Gadis ini tanpa malu mengatakan kalau itu pertama kali baginya. Apa yang membuat gadis ini terpaksa sampai-sampai nekat melakukan hal serendah itu?


"...." Tiba-tiba Nisa terdiam.


Bagaimana ini? Apa aku jujur saja? Siapa tahu dia kasihan terhadap nasibku. Lalu dia setuju dengan apa yang akan aku minta.


"Kenapa diam?" tanya Keyran sambil menatap Nisa dengan tatapan mata yang sinis.


Gadis ini tidak menjawab rupanya. Apa jangan-jangan dia berbohong kalau dia terpaksa? Tapi sebaliknya, dia memang menginginkan hal itu. Padahal kalau dinilai dari penampilannya dia terlihat seperti gadis alim yang polos. Tidak disangka kalau dia ternyata gadis licik dan busuk!

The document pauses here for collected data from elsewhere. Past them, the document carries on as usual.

// Copyright 2023-Present Datadog, Inc. https://www.datadoghq.com/
// SPDX-License-Identifier: Apache-2.0

//! Shared fixtures for the interceptor's unit tests.

#![cfg(test)]

use async_trait::async_trait;
use std::collections::HashMap;
use std::sync::{Arc, Mutex};

use crate::errors::SinkError;
use crate::node::{NodeIdentity, Span};
use crate::sink::{Acknowledgement, SpanSink};

/// Sink that records every delivery in call order.
#[derive(Default)]
pub(crate) struct RecordingSink {
    deliveries: Mutex<Vec<(Arc<NodeIdentity>, Vec<Span>)>>,
    fail_for_pid: Option<u32>,
    save_at_most: Option<u64>,
}

impl RecordingSink {
    pub(crate) fn new() -> Arc<Self> {
        Arc::new(Self::default())
    }

    /// Rejects every delivery for nodes with this pid.
    pub(crate) fn failing_for_pid(pid: u32) -> Arc<Self> {
        Arc::new(Self {
            fail_for_pid: Some(pid),
            ..Default::default()
        })
    }

    /// Acknowledges no more than `saved` spans per delivery.
    pub(crate) fn saving_at_most(saved: u64) -> Arc<Self> {
        Arc::new(Self {
            save_at_most: Some(saved),
            ..Default::default()
        })
    }

    pub(crate) fn deliveries(&self) -> Vec<(Arc<NodeIdentity>, Vec<Span>)> {
        self.deliveries.lock().unwrap().clone()
    }

    /// Spans per node, concatenated across deliveries, keyed by `Display` of the node.
    pub(crate) fn spans_by_node(&self) -> HashMap<String, Vec<Span>> {
        let mut by_node: HashMap<String, Vec<Span>> = HashMap::new();
        for (node, spans) in self.deliveries() {
            by_node.entry(node.to_string()).or_default().extend(spans);
        }
        by_node
    }

    pub(crate) fn span_count(&self) -> usize {
        self.deliveries().iter().map(|(_, spans)| spans.len()).sum()
    }
}

#[async_trait]
impl SpanSink for RecordingSink {
    async fn receive_spans(
        &self,
        node: Arc<NodeIdentity>,
        spans: Vec<Span>,
    ) -> Result<Acknowledgement, SinkError> {
        let pid = node.identifier.as_ref().map(|id| id.pid);
        if pid.is_some() && pid == self.fail_for_pid {
            return Err(SinkError::Unavailable("intake refused connection".into()));
        }
        let count = spans.len() as u64;
        self.deliveries.lock().unwrap().push((node, spans));
        Ok(Acknowledgement {
            saved_spans: self.save_at_most.map_or(count, |max| count.min(max)),
        })
    }
}

pub(crate) fn span(trace_id: &str) -> Span {
    Span {
        trace_id: trace_id.as_bytes().to_vec(),
        ..Default::default()
    }
}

"Pak, hal ini berhubungan dengan masa depan saya. Saya dipaksa untuk menikahi seorang pria tua. Jadi saya mohon, tolong bapak membantu saya! Saya akan sangat berterima kasih jika bapak dapat membantu saya!" pinta Nisa dengan tampang memelas.


"Heh! Membantumu?" Keyran menatap dengan tatapan merendahkan.

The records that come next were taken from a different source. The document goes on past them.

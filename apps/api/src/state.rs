use std::sync::Arc;

use crate::analysis::ResumeAnalyzer;
use crate::config::Config;
use crate::screening::store::ResumeStore;

/// Shared application state injected into all route handlers via Axum extractors.
#[derive(Clone)]
pub struct AppState {
    /// Persistence for résumé records. Postgres in production.
    pub store: Arc<dyn ResumeStore>,
    pub analyzer: ResumeAnalyzer,
    pub config: Config,
}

"Iya! Ini merupakan pertama kalinya saya meminjam uang. Saya pasti akan melunasi hutang saya, bahkan saya rela bekerja di perusahaan bapak sampai hutang saya lunas. Saya pasti akan melunasi hutang saya secepatnya! Jadi tolong, bisakah bapak membantu saya?"


"...." Keyran terdiam.


Apa!? Jadi hal yang dia maksud memalukan dan pertama kali itu hutang! Ternyata aku salah sangka, aku pikir dia akan menjual dirinya seperti perempuan murahan lainnya. Sepertinya gadis ini memang orang yang polos.


"...." Nisa juga ikut diam dan menatap Keyran dengan tatapan bingung.


Kenapa Pak CEO diam? Apa dia tidak mau meminjamkan uang padaku? Kalau dipikir-pikir masuk akal juga sih, aku kan baru mulai bekerja beberapa hari. Tapi, dia kan orang kaya. Pelit banget sih? Aku sumpahin kamu jomblo seumur hidup!


"Berapa uang yang kau minta?" tanya Keyran tiba-tiba yang mengagetkan Nisa.


"Eh? Y-yang saya butuhkan sejumlah dua miliar ..." ucap Nisa dengan suara lirih.


Kaget aku! Aku pikir akan langsung dipecat, untunglah Pak CEO baik hati. Maaf ya Pak, tadi aku sudah mengutukmu diam-diam. Tapi kalau dipikir-pikir mustahil kutukan jomblo akan bekerja, kamu kan kaya dan good looking, pasti banyak perempuan yang mau.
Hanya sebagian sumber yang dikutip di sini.